Killing bacteria and viruses: chemicals.

The best (chemical) way to kill viruses and bacteria are oxidizing agents, then acids and bases at a tie. (Some acids kill viruses better, some bases kill viruses better.). Bleach and hydrogen peroxide generally kill Gram-positive bacteria better than Gram-negative. Alcohols such as 70% isopropanol and 70% ethanol can kill viruses and bacteria also. However, 70% isopropanol and 70% ethanol are not effective against killing non-enveloped viruses, but are against enveloped viruses. Ethanol can be bought at 70% concentration, and isopropyl alcohol (isopropanol) can be bought at 70% and 91% concentrations, and 99% concentration on-line. But note that alcohol in this context are not good at killing viruses/bacteria in water, they are better at killing viruses/bacteria on surface. Ethanol is more dehydrating, whereas isopropanol evaporates more quickly.

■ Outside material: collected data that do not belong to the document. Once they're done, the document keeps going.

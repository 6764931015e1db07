//! Online/offline signal.

use tokio::sync::watch;

/// A boolean connectivity observable fed by the host environment.
///
/// Clones share the same signal.
#[derive(Debug, Clone)]
pub struct Connectivity {
    tx: watch::Sender<bool>,
}

impl Connectivity {
    /// Creates a signal with the given initial state.
    pub fn new(online: bool) -> Self {
        let (tx, _rx) = watch::channel(online);
        Self { tx }
    }

    /// Reports a connectivity change. Subscribers are only woken when the
    /// state actually changes.
    pub fn set_online(&self, online: bool) {
        self.tx.send_if_modified(|current| {
            let changed = *current != online;
            *current = online;
            changed
        });
    }

    /// Returns the current state.
    pub fn is_online(&self) -> bool {
        *self.tx.borrow()
    }

    /// Returns a receiver observing every change.
    pub fn subscribe(&self) -> watch::Receiver<bool> {
        self.tx.subscribe()
    }
}

impl Default for Connectivity {
    fn default() -> Self {
        Self::new(true)
    }
}

#[cfg(test)]
mod tests {
    use super::*;

    #[tokio::test]
    async fn only_changes_wake_subscribers() {
        let connectivity = Connectivity::new(false);
        let mut rx = connectivity.subscribe();

        connectivity.set_online(false);
        assert!(!rx.has_changed().unwrap());

        connectivity.set_online(true);
        rx.changed().await.unwrap();
        assert!(*rx.borrow_and_update());
        assert!(connectivity.is_online());
    }

    #[test]
    fn clones_share_state() {
        let a = Connectivity::default();
        let b = a.clone();
        b.set_online(false);
        assert!(!a.is_online());
    }
}
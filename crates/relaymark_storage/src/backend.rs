//! Key-value store trait definition.

use crate::error::StorageResult;
use std::sync::Arc;

/// A durable key-value store.
///
/// Stores are **opaque byte maps**. The sync engine owns all value
/// encoding; stores never look inside a value.
///
/// # Invariants
///
/// - `get` returns exactly the bytes of the last successful `set` for that key
/// - `get` on an unknown key is `Ok(None)`, never an error
/// - `delete` of an unknown key succeeds
/// - A failed `set` leaves the previous value intact
/// - Stores must be `Send + Sync` for concurrent access
///
/// # Implementors
///
/// - [`super::InMemoryKvStore`] - For testing
/// - [`super::FileKvStore`] - For persistent storage
pub trait KvStore: Send + Sync {
    /// Reads the value stored under `key`.
    ///
    /// # Errors
    ///
    /// Returns an error if the store is unavailable or the value cannot be read.
    fn get(&self, key: &str) -> StorageResult<Option<Vec<u8>>>;

    /// Stores `value` under `key`, replacing any previous value.
    ///
    /// # Errors
    ///
    /// Returns an error if the store is unavailable or out of capacity.
    fn set(&self, key: &str, value: &[u8]) -> StorageResult<()>;

    /// Removes `key` from the store.
    ///
    /// # Errors
    ///
    /// Returns an error if the store is unavailable.
    fn delete(&self, key: &str) -> StorageResult<()>;

    /// Lists all keys starting with `prefix`, sorted.
    ///
    /// # Errors
    ///
    /// Returns an error if the store is unavailable.
    fn keys(&self, prefix: &str) -> StorageResult<Vec<String>>;
}

impl<S: KvStore + ?Sized> KvStore for Arc<S> {
    fn get(&self, key: &str) -> StorageResult<Option<Vec<u8>>> {
        (**self).get(key)
    }

    fn set(&self, key: &str, value: &[u8]) -> StorageResult<()> {
        (**self).set(key, value)
    }

    fn delete(&self, key: &str) -> StorageResult<()> {
        (**self).delete(key)
    }

    fn keys(&self, prefix: &str) -> StorageResult<Vec<String>> {
        (**self).keys(prefix)
    }
}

Another way to kill viruses is UV light. UV radiation kills viruses by chemically modifying their genetic material, DNA and RNA. The most effective wavelength for inactivation is 260 nm, which falls in the UV-C range. The ground-level virucidal solar UV wavelengths fall above 290 nm, which is UV-B range (290 to 320 nm), (UV-A range (320 to 380 nm)). Nucleic acids are damaged also by UV-B and UV-A but with lower efficiency than by UV-C radiation. (For comparison, the human eye is most damaged by UV-C at 265-275 nm, but UV-B from 280-310 nm can cause photokeratis (snow blindness), and can damage the cornea, lens, and retina.).

For air sanitizers, there is triethylene glycol and propylene glycol (both at 4.4%). They disrupt the bacterial cell membrane, causing the cells to leak and lose their integrity.

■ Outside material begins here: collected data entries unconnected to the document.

//! The bookmark API exposed to the UI.
//!
//! [`BookmarkService`] validates input, resolves the signed-in owner and
//! routes each call to the engine of the document it touches. Expected
//! conditions (offline, not found) are never errors.

use crate::adapter::{BookmarkListAdapter, CollectionsAdapter, MetadataAdapter};
use crate::config::SyncConfig;
use crate::connectivity::Connectivity;
use crate::engine::{SyncContext, SyncEngine, SyncStats};
use crate::error::{SyncError, SyncResult};
use crate::events::SyncEvent;
use crate::gateway::RelayGateway;
use crate::queue::DrainReport;
use parking_lot::RwLock;
use relaymark_protocol::{
    unix_now, validate_collection_id, validate_color, validate_event_id, validate_name,
    validate_note, validate_tags, BookmarkCollection, BookmarkMetadata, CollectionUpdate,
    MetadataUpdate, OwnerKey, QueuedOperation, StateKind, StateOp,
};
use relaymark_storage::KvStore;
use std::sync::{Arc, Weak};
use tokio::sync::broadcast;
use tokio::task::JoinHandle;
use tracing::{debug, info, warn};
use uuid::Uuid;

/// Bookmark state of the signed-in user, synchronized with the relays.
#[derive(Debug)]
pub struct BookmarkService {
    ctx: Arc<SyncContext>,
    bookmarks: SyncEngine<BookmarkListAdapter>,
    collections: SyncEngine<CollectionsAdapter>,
    metadata: SyncEngine<MetadataAdapter>,
    session: RwLock<Option<OwnerKey>>,
}

impl BookmarkService {
    /// Creates a service. The cache and the offline queue persist into
    /// `store`.
    pub fn new(
        gateway: Arc<dyn RelayGateway>,
        store: Arc<dyn KvStore>,
        connectivity: Connectivity,
        config: SyncConfig,
    ) -> Self {
        let ctx = Arc::new(SyncContext::new(gateway, store, connectivity, config));
        Self {
            bookmarks: SyncEngine::new(Arc::clone(&ctx)),
            collections: SyncEngine::new(Arc::clone(&ctx)),
            metadata: SyncEngine::new(Arc::clone(&ctx)),
            session: RwLock::new(None),
            ctx,
        }
    }

    /// Returns the shared engine context.
    pub fn context(&self) -> &SyncContext {
        &self.ctx
    }

    /// Returns the bookmark list engine.
    pub fn bookmark_engine(&self) -> &SyncEngine<BookmarkListAdapter> {
        &self.bookmarks
    }

    /// Returns the collections engine.
    pub fn collection_engine(&self) -> &SyncEngine<CollectionsAdapter> {
        &self.collections
    }

    /// Returns the metadata engine.
    pub fn metadata_engine(&self) -> &SyncEngine<MetadataAdapter> {
        &self.metadata
    }

    // ---------------------------------------------------------------------
    // Session
    // ---------------------------------------------------------------------

    /// Makes `owner` the signed-in user.
    pub fn sign_in(&self, owner: OwnerKey) {
        info!(%owner, "signed in");
        *self.session.write() = Some(owner);
    }

    /// Signs out and evicts the owner's cached documents. Queued
    /// operations are kept and replay on the next sign-in.
    pub fn sign_out(&self) {
        if let Some(owner) = self.session.write().take() {
            self.ctx.cache().invalidate(&owner, None);
            info!(%owner, "signed out");
        }
    }

    /// Returns the signed-in owner.
    pub fn current_owner(&self) -> Option<OwnerKey> {
        self.session.read().clone()
    }

    fn owner(&self) -> SyncResult<OwnerKey> {
        self.current_owner().ok_or(SyncError::NotAuthenticated)
    }

    // ---------------------------------------------------------------------
    // Bookmark list
    // ---------------------------------------------------------------------

    /// Bookmarks an event. Bookmarking it again is a no-op.
    pub async fn add_bookmark(&self, event_id: &str) -> SyncResult<()> {
        validate_event_id(event_id)?;
        self.mutate(StateOp::AddBookmark {
            event_id: event_id.to_string(),
        })
        .await
    }

    /// Removes a bookmark. Removing an absent bookmark is a no-op.
    pub async fn remove_bookmark(&self, event_id: &str) -> SyncResult<()> {
        validate_event_id(event_id)?;
        self.mutate(StateOp::RemoveBookmark {
            event_id: event_id.to_string(),
        })
        .await
    }

    /// Returns the bookmarked event ids in insertion order.
    pub async fn get_bookmarks(&self) -> SyncResult<Vec<String>> {
        let owner = self.owner()?;
        self.bookmarks.read(&owner).await
    }

    /// Returns true if the event is bookmarked.
    pub async fn is_bookmarked(&self, event_id: &str) -> SyncResult<bool> {
        validate_event_id(event_id)?;
        let owner = self.owner()?;
        self.bookmarks.contains(&owner, event_id).await
    }

    // ---------------------------------------------------------------------
    // Collections
    // ---------------------------------------------------------------------

    /// Creates a collection with a fresh id and returns it.
    pub async fn create_collection(
        &self,
        name: &str,
        color: Option<&str>,
        description: Option<&str>,
    ) -> SyncResult<BookmarkCollection> {
        validate_name(name)?;
        if let Some(color) = color {
            validate_color(color)?;
        }
        let collection = BookmarkCollection {
            id: Uuid::new_v4().to_string(),
            name: name.trim().to_string(),
            color: color.map(String::from),
            description: description.map(String::from),
            created_at: unix_now(),
        };
        self.mutate(StateOp::CreateCollection(collection.clone()))
            .await?;
        Ok(collection)
    }

    /// Replaces the editable fields of a collection. Unknown ids are a
    /// no-op.
    pub async fn update_collection(&self, id: &str, update: CollectionUpdate) -> SyncResult<()> {
        validate_collection_id(id)?;
        validate_name(&update.name)?;
        if let Some(color) = &update.color {
            validate_color(color)?;
        }
        let update = CollectionUpdate {
            name: update.name.trim().to_string(),
            ..update
        };
        self.mutate(StateOp::UpdateCollection {
            id: id.to_string(),
            update,
        })
        .await
    }

    /// Deletes a collection and detaches every bookmark filed under it.
    pub async fn delete_collection(&self, id: &str) -> SyncResult<()> {
        validate_collection_id(id)?;
        self.mutate(StateOp::DeleteCollection { id: id.to_string() })
            .await?;
        self.mutate(StateOp::DetachCollection {
            collection_id: id.to_string(),
        })
        .await
    }

    /// Returns the collections.
    pub async fn get_collections(&self) -> SyncResult<Vec<BookmarkCollection>> {
        let owner = self.owner()?;
        self.collections.read(&owner).await
    }

    // ---------------------------------------------------------------------
    // Metadata
    // ---------------------------------------------------------------------

    /// Returns the metadata of one bookmarked event.
    pub async fn get_bookmark_metadata(&self, event_id: &str) -> SyncResult<Option<BookmarkMetadata>> {
        validate_event_id(event_id)?;
        let owner = self.owner()?;
        Ok(self
            .metadata
            .read(&owner)
            .await?
            .into_iter()
            .find(|m| m.event_id == event_id))
    }

    /// Returns every metadata record.
    pub async fn get_all_bookmark_metadata(&self) -> SyncResult<Vec<BookmarkMetadata>> {
        let owner = self.owner()?;
        self.metadata.read(&owner).await
    }

    /// Creates or replaces the metadata of one event.
    pub async fn update_bookmark_metadata(
        &self,
        event_id: &str,
        update: MetadataUpdate,
    ) -> SyncResult<()> {
        validate_event_id(event_id)?;
        if let Some(collection_id) = &update.collection_id {
            validate_collection_id(collection_id)?;
        }
        validate_tags(&update.tags)?;
        if let Some(note) = &update.note {
            validate_note(note)?;
        }
        self.mutate(StateOp::UpdateMetadata {
            event_id: event_id.to_string(),
            id: Uuid::new_v4().to_string(),
            added_at: unix_now(),
            update,
        })
        .await
    }

    /// Removes the metadata of one event. Absent metadata is a no-op.
    pub async fn remove_bookmark_metadata(&self, event_id: &str) -> SyncResult<()> {
        validate_event_id(event_id)?;
        self.mutate(StateOp::RemoveMetadata {
            event_id: event_id.to_string(),
        })
        .await
    }

    /// Returns the event ids filed under a collection.
    pub async fn get_bookmarks_in_collection(&self, collection_id: &str) -> SyncResult<Vec<String>> {
        validate_collection_id(collection_id)?;
        let owner = self.owner()?;
        Ok(self
            .metadata
            .read(&owner)
            .await?
            .into_iter()
            .filter(|m| m.collection_id.as_deref() == Some(collection_id))
            .map(|m| m.event_id)
            .collect())
    }

    // ---------------------------------------------------------------------
    // Sync
    // ---------------------------------------------------------------------

    /// Replays the signed-in owner's offline queue.
    ///
    /// Without a reachable relay nothing is replayed and the report lists
    /// the queue as remaining.
    pub async fn process_pending_operations(&self) -> SyncResult<DrainReport> {
        let owner = self.owner()?;
        if !self.ctx.is_reachable() {
            debug!(%owner, "offline, leaving queue in place");
            return Ok(DrainReport {
                remaining: self.ctx.queue().len(&owner),
                ..DrainReport::default()
            });
        }
        Ok(self.drain(&owner).await)
    }

    /// Drops every cached document of the signed-in owner and fetches them
    /// again.
    pub async fn refresh(&self) -> SyncResult<()> {
        let owner = self.owner()?;
        self.bookmarks.refresh(&owner).await?;
        self.collections.refresh(&owner).await?;
        self.metadata.refresh(&owner).await?;
        Ok(())
    }

    /// Returns a receiver of sync outcomes.
    pub fn subscribe(&self) -> broadcast::Receiver<SyncEvent> {
        self.ctx.events().subscribe()
    }

    /// Returns the connectivity signal.
    pub fn connectivity(&self) -> &Connectivity {
        self.ctx.connectivity()
    }

    /// Returns the engine counters.
    pub fn stats(&self) -> SyncStats {
        self.ctx.stats()
    }

    /// Spawns a task that drains the signed-in owner's queue on every
    /// offline to online transition.
    ///
    /// The task ends once the service is dropped and the signal changes
    /// again, or when the signal is closed.
    pub fn spawn_connectivity_listener(self: &Arc<Self>) -> JoinHandle<()> {
        let service: Weak<Self> = Arc::downgrade(self);
        let mut rx = self.ctx.connectivity().subscribe();
        tokio::spawn(async move {
            while rx.changed().await.is_ok() {
                let online = *rx.borrow_and_update();
                let Some(service) = service.upgrade() else {
                    break;
                };
                if !online {
                    debug!("connectivity lost");
                    continue;
                }
                let Some(owner) = service.current_owner() else {
                    continue;
                };
                let report = service.drain(&owner).await;
                info!(
                    %owner,
                    replayed = report.replayed,
                    remaining = report.remaining,
                    "connectivity restored, drained offline queue"
                );
            }
        })
    }

    async fn mutate(&self, op: StateOp) -> SyncResult<()> {
        let owner = self.owner()?;
        if self.ctx.is_reachable() && self.ctx.queue().len(&owner) > 0 {
            self.drain(&owner).await;
        }
        match op.state_kind() {
            StateKind::BookmarkList => self.bookmarks.apply(&owner, op).await,
            StateKind::BookmarkCollections => self.collections.apply(&owner, op).await,
            StateKind::BookmarkMetadata => self.metadata.apply(&owner, op).await,
        }
    }

    async fn drain(&self, owner: &OwnerKey) -> DrainReport {
        let this = self;
        let report = self
            .ctx
            .queue()
            .drain(owner, move |queued| async move { this.replay(&queued).await })
            .await;

        if let Some(failed) = &report.newly_failed {
            let error = failed.last_error.clone().unwrap_or_default();
            warn!(%owner, id = %failed.id, op = failed.op.name(), %error, "queued operation failed permanently");
            self.ctx
                .cache()
                .invalidate(owner, Some(failed.state_kind()));
            self.ctx.events().emit(SyncEvent::OperationFailed {
                owner: owner.clone(),
                id: failed.id,
                error,
            });
        }
        report
    }

    async fn replay(&self, queued: &QueuedOperation) -> SyncResult<()> {
        match queued.state_kind() {
            StateKind::BookmarkList => self.bookmarks.replay(queued).await,
            StateKind::BookmarkCollections => self.collections.replay(queued).await,
            StateKind::BookmarkMetadata => self.metadata.replay(queued).await,
        }
    }
}

#[cfg(test)]
mod tests {
    use super::*;
    use crate::gateway::MockGateway;
    use relaymark_storage::InMemoryKvStore;

    fn service() -> BookmarkService {
        BookmarkService::new(
            Arc::new(MockGateway::new()),
            Arc::new(InMemoryKvStore::new()),
            Connectivity::new(true),
            SyncConfig::default(),
        )
    }

    #[tokio::test]
    async fn calls_without_session_are_rejected() {
        let service = service();
        assert_eq!(service.get_bookmarks().await, Err(SyncError::NotAuthenticated));
        assert_eq!(
            service.add_bookmark("evt1").await,
            Err(SyncError::NotAuthenticated)
        );
        assert_eq!(
            service.process_pending_operations().await,
            Err(SyncError::NotAuthenticated)
        );
    }

    #[tokio::test]
    async fn invalid_input_is_rejected_before_the_session_check() {
        let service = service();
        assert!(matches!(
            service.add_bookmark("").await,
            Err(SyncError::InvalidInput(_))
        ));
        assert!(matches!(
            service.create_collection("  ", None, None).await,
            Err(SyncError::InvalidInput(_))
        ));
        assert!(matches!(
            service.create_collection("Favorites", Some("red"), None).await,
            Err(SyncError::InvalidInput(_))
        ));
    }

    #[tokio::test]
    async fn sign_out_evicts_cache() {
        let service = service();
        let alice = OwnerKey::parse("alice").unwrap();
        service.sign_in(alice.clone());
        service.add_bookmark("evt1").await.unwrap();
        assert_eq!(service.context().cache().memory_len(), 1);

        service.sign_out();
        assert_eq!(service.current_owner(), None);
        assert_eq!(service.context().cache().memory_len(), 0);
        assert!(service.context().cache().persisted(Some(&alice)).unwrap().is_empty());
    }
}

For killing bacteria in water, there is tetraglycine hydroperiodide (at 16.7%), after waiting about 35 minutes. For a 2-pack, there is a 1st part of 2% chlorine dioxide, and a 2nd part of 5% phosphoric acid, to remove the chlorine.

For killing bacteria in the human eye surface, there is erythromycin, which you squirt as a gel (do not squirt to the cornea of the eye, but the white part of the eye). It is still better at killing Gram-positive bacteria than Gram-negative. Erythromycin binds to the bacterial ribosome, specifically to the 50S subunit, and inhibits bacterial protein synthesis. This can take a few hours to several days. Erythromycin can also be bought at pet stores as tablets for killing bacteria in fish tanks, when fish have bacterial infections.

Sodium azide and phenylethyl alcohol (PEA) is usually good a inhibiting Gram-negative growth, and not Gram-positive.

Note: for anti-biotics and anti-viral drugs, are covered in the pharmacology page.

The majority of bacteria in the world are good bacteria (~90%), with the rest, bad bacteria.

Some non-chemical ways to kill bacteria is heating them, and degassing them. Bacteria generally do not have cardinal temperature ranges of more than 40 C. E. coli, for example, has the most strains ranging from 8 C to 48 C, with 39 C being the optimum temperature (46 F to 118 F). Degassing bacteria is to make it difficult for them to grow.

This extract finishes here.